Le masochisme gardien de la vie et mortifère

Benno Rosenberg (1982) a quant à lui tenté un dépassement de la théorie freudienne en identifiant deux catégories distinctes de masochisme, soit le gardien de la vie et le mortifère. En effet, selon lui, le masochisme ne peut exister sans la pulsion de mort et c’est la pulsion destructrice qui agit comme catalyseur pour maintenir la vie psychique du sujet masochiste dans un équilibre certain2. En d’autres termes, le masochiste utiliserait la soumission ou la violence physique et psychologique, en l’érotisant, dans le but de répondre à un désir plus ou moins contrôlable d’autodestruction psychique et viendrait ainsi inhiber, l’espace d’un moment, la pulsion de mort. Le sujet masochiste aurait donc recours à des pratiques lui amenant de la souffrance dans les moments de vide intérieur ou de détresse psychologique. C’est d’ailleurs pour cette raison que Rosenberg qualifie ce type de masochisme comme étant «gardien de la vie», car il agit dans une optique de préservation. Le masochisme mortifère est quant à lui le dépassement de cet état d’équilibre où le sujet ne se satisfait plus d’une pulsion destructrice passagère. En effet, la perte de contrôle entraînera donc un blocage de la pulsion de vie et pourra mener à une autodestruction incontrôlable et complète, c’est-à-dire, à la mort du sujet.

 

Le masochisme féminin: de la notion de nature à culture

Pour la psychanalyste Marcelle Maugin-Pellaumail, l’attitude masochiste des femmes ne serait pas d’essence naturelle, mais proviendrait plutôt de déterminants culturels. En effet, il serait impossible, selon elle, de négliger les différents facteurs sociaux qui permettent l’élaboration de la personnalité. La culture jouerait donc de ses influences en suggérant des images, lesquelles se retrouvent dans un processus d’appropriation par le sujet qui finira par s’identifier à ce qu’il croit être la norme3. Elle poursuivra en rappelant que l’image infériorisée de la femme promue au sein des sociétés de type patriarcales depuis maintenant des siècles doit donc être conçu comme un facteur de premier ordre dans la construction et le développement d’un masochisme féminin:

Que faire lorsqu’on est infériorisé et humilié, sinon, envers et contre tous, devenir, de son plein gré, le subordonné que les autres veulent qu’on soit?
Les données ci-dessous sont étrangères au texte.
//! Response normalisation: service JSON → ordered [`VerificationResult`]s.
//!
//! The extraction service has answered in three shapes over its lifetime:
//! a single record object, an array of records (one per document), and an
//! `{ "error": "…" }` envelope when it declines to extract. All three are
//! decoded once, here, into [`ServiceResponse`]; nothing downstream inspects
//! raw JSON.
//!
//! Records are not validated. A record missing `name` still yields a
//! [`VerificationResult`] with an empty name, and the display decides how to
//! flag it (see [`VerificationResult::is_unknown`]).

use crate::output::{VerificationOutcome, VerificationResult};
use once_cell::sync::Lazy;
use regex::Regex;
use serde::Deserialize;
use serde_json::{Map, Value};

/// A JSON object as sent by the service.
pub type RawRecord = Map<String, Value>;

/// Every response shape the service produces.
///
/// Variant order matters for the untagged decode: an object with a string
/// `error` field is an envelope even if it also carries record keys.
#[derive(Debug, Clone, PartialEq, Deserialize)]
#[serde(untagged)]
pub enum ServiceResponse {
    Error { error: String },
    Many(Vec<RawRecord>),
    One(RawRecord),
}

/// Options controlling how records are read.
#[derive(Debug, Clone, Copy, Default, PartialEq, Eq)]
pub struct NormalizeOptions {
    /// Accept `lastname` for `surname` and `dob` for `date_of_birth`.
    pub legacy_aliases: bool,
}

/// Error produced when the body matches none of the [`ServiceResponse`] shapes.
#[derive(Debug, Clone, PartialEq, Eq, thiserror::Error)]
#[error("unexpected response body: {0}")]
pub struct MalformedBody(pub String);

static RE_JSON_FENCE: Lazy<Regex> =
    Lazy::new(|| Regex::new(r"(?s)^```(?:json|JSON)?\s*\n?(.*?)\s*```\s*$").unwrap());

/// Decode a response body.
///
/// Model-backed services sometimes wrap their JSON in a Markdown code fence;
/// if the body does not parse as-is, one outer fence is stripped and the
/// decode retried.
pub fn decode(body: &str) -> Result<ServiceResponse, MalformedBody> {
    match serde_json::from_str::<ServiceResponse>(body) {
        Ok(resp) => Ok(resp),
        Err(first) => {
            if let Some(caps) = RE_JSON_FENCE.captures(body.trim()) {
                return serde_json::from_str::<ServiceResponse>(&caps[1])
                    .map_err(|e| MalformedBody(e.to_string()));
            }
            Err(MalformedBody(first.to_string()))
        }
    }
}

/// Map a decoded response to the display model.
pub fn to_outcome(response: ServiceResponse, options: NormalizeOptions) -> VerificationOutcome {
    match response {
        ServiceResponse::Error { error } => VerificationOutcome::AnalysisMessage(error),
        ServiceResponse::One(record) => {
            VerificationOutcome::Results(vec![normalize_record(&record, options)])
        }
        ServiceResponse::Many(records) => VerificationOutcome::Results(
            records
                .iter()
                .map(|r| normalize_record(r, options))
                .collect(),
        ),
    }
}

/// Map one raw record, defaulting absent confidences to `0.0`.
pub fn normalize_record(record: &RawRecord, options: NormalizeOptions) -> VerificationResult {
    let pick = |canonical: &str, alias: &str| -> Option<&Value> {
        record
            .get(canonical)
            .or_else(|| options.legacy_aliases.then(|| record.get(alias)).flatten())
    };

    VerificationResult {
        name: text(record.get("name")),
        surname: text(pick("surname", "lastname")),
        date_of_birth: text(pick("date_of_birth", "dob")),
        name_confidence: confidence(record.get("name_confidence")),
        surname_confidence: confidence(pick("surname_confidence", "lastname_confidence")),
        date_of_birth_confidence: confidence(pick("date_of_birth_confidence", "dob_confidence")),
    }
}

fn text(value: Option<&Value>) -> String {
    match value {
        None | Some(Value::Null) => String::new(),
        Some(Value::String(s)) => s.clone(),
        Some(other) => other.to_string(),
    }
}

fn confidence(value: Option<&Value>) -> f64 {
    value
        .and_then(Value::as_f64)
        .filter(|c| c.is_finite())
        .map(|c| c.clamp(0.0, 1.0))
        .unwrap_or(0.0)
}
Pendant des générations, les femmes n’ont pu vouloir, c’est-à-dire être, qu’en voulant leur propre impuissance. Toutefois, le masochiste, s’il se rabaisse, le fait avec l’excès qui convient pour démontrer qu’il n’est plus désormais une victime, mais un agent, l’agent de sa destinée. (Maugin-Pellaumail, 1979, 140)

Se présentent donc à nous ici trois types de masochisme directement ou indirectement lié à une condition féminine. Bien qu’il soit impossible de dire avec entière conviction que ceux-ci renvoient à une image purement négative du masochisme, il est tout de même adéquat d’affirmer que ces trois théories proposent une vision aliénante du concept. Il sera donc question, dans la seconde partie de cette analyse, de voir dans quelle mesure et selon quels modes, se révèle le masochisme dans les deux œuvres à l’étude.

 

Masochisme et fiction

Dans cette deuxième partie, nous observerons les modes d’action du masochisme dans Histoire d’O et Fifty Shades of Grey. Nous nous attarderons à comprendre ses mécanismes dans le but de vérifier s’il joue un rôle prépondérant dans la représentation d’une féminité émancipée. Pour ce faire, nous observerons tout d’abord le comportement des deux protagonistes mis en scène pour voir s’il répond aux impératifs du masochisme énoncés précédemment. Nous utiliserons ensuite la théorie du psychanalyste M’Uzan qui donne au masochiste un rôle d’entrepreneur au sein de la relation dominant/dominé.

 

Le masochisme réagien

L’héroïne de Dominique Aury nous donne la preuve de son masochisme dès les premières scènes alors que le lecteur est témoin de sa réaction face à sa soirée d’initiation au château de Roissy «Elle s’étonnait que le souvenir du fouet qu’elle avait reçu la laissât aussi sereine(…)»4. Il est évident ici qu’O n’éprouve pas le sentiment attendu en de pareilles circonstances, après de pareils outrages. Un peu plus loin, elle exprimera des sentiments face à cette soirée qui peuvent nous laisser croire qu’elle oscillerait entre un masochisme gardien de la vie et peut-être même mortifère «Sous les regards, sous les mains, sous les sexes qui l’outrageaient, sous les fouets qui la déchiraient, elle se perdait dans une délirante absence d’elle-même qui la rendait à l’amour, et l’approchait peut-être de la mort.»5

Histoire d’O présente une confrontation dichotomisante entre les sexes qu’il est impossible de nier. En effet, le récit présente uniquement des esclaves de type féminin, soumis aux volontés et aux désirs masculins «Vous êtes ici au service de vos maîtres».6 Cette dichotomie dominant/dominé, qui crée un rapport de genre évident entre passivité féminine et agressivité masculine, a poussée des féministes comme Anne-Marie Dardigna à la considérer comme étant la preuve de l’existence d’un désir masculin hégémonique au sein du récit. Le désir féminin se trouverait donc, selon elle, entièrement inhiber. Cette négation du désir féminin, Dominique Aury s’en défend bien. En effet, selon elle, le masochisme d’O n’affirmerait en rien sa soumission, mais au contraire serait plutôt la démonstration d’un désir autodestructeur «Ce que cette fille cherche peut-être, comme d’autres femmes l’ont cherché dans la vie religieuse, c’est une destruction, une destruction avec la joie de la destruction.».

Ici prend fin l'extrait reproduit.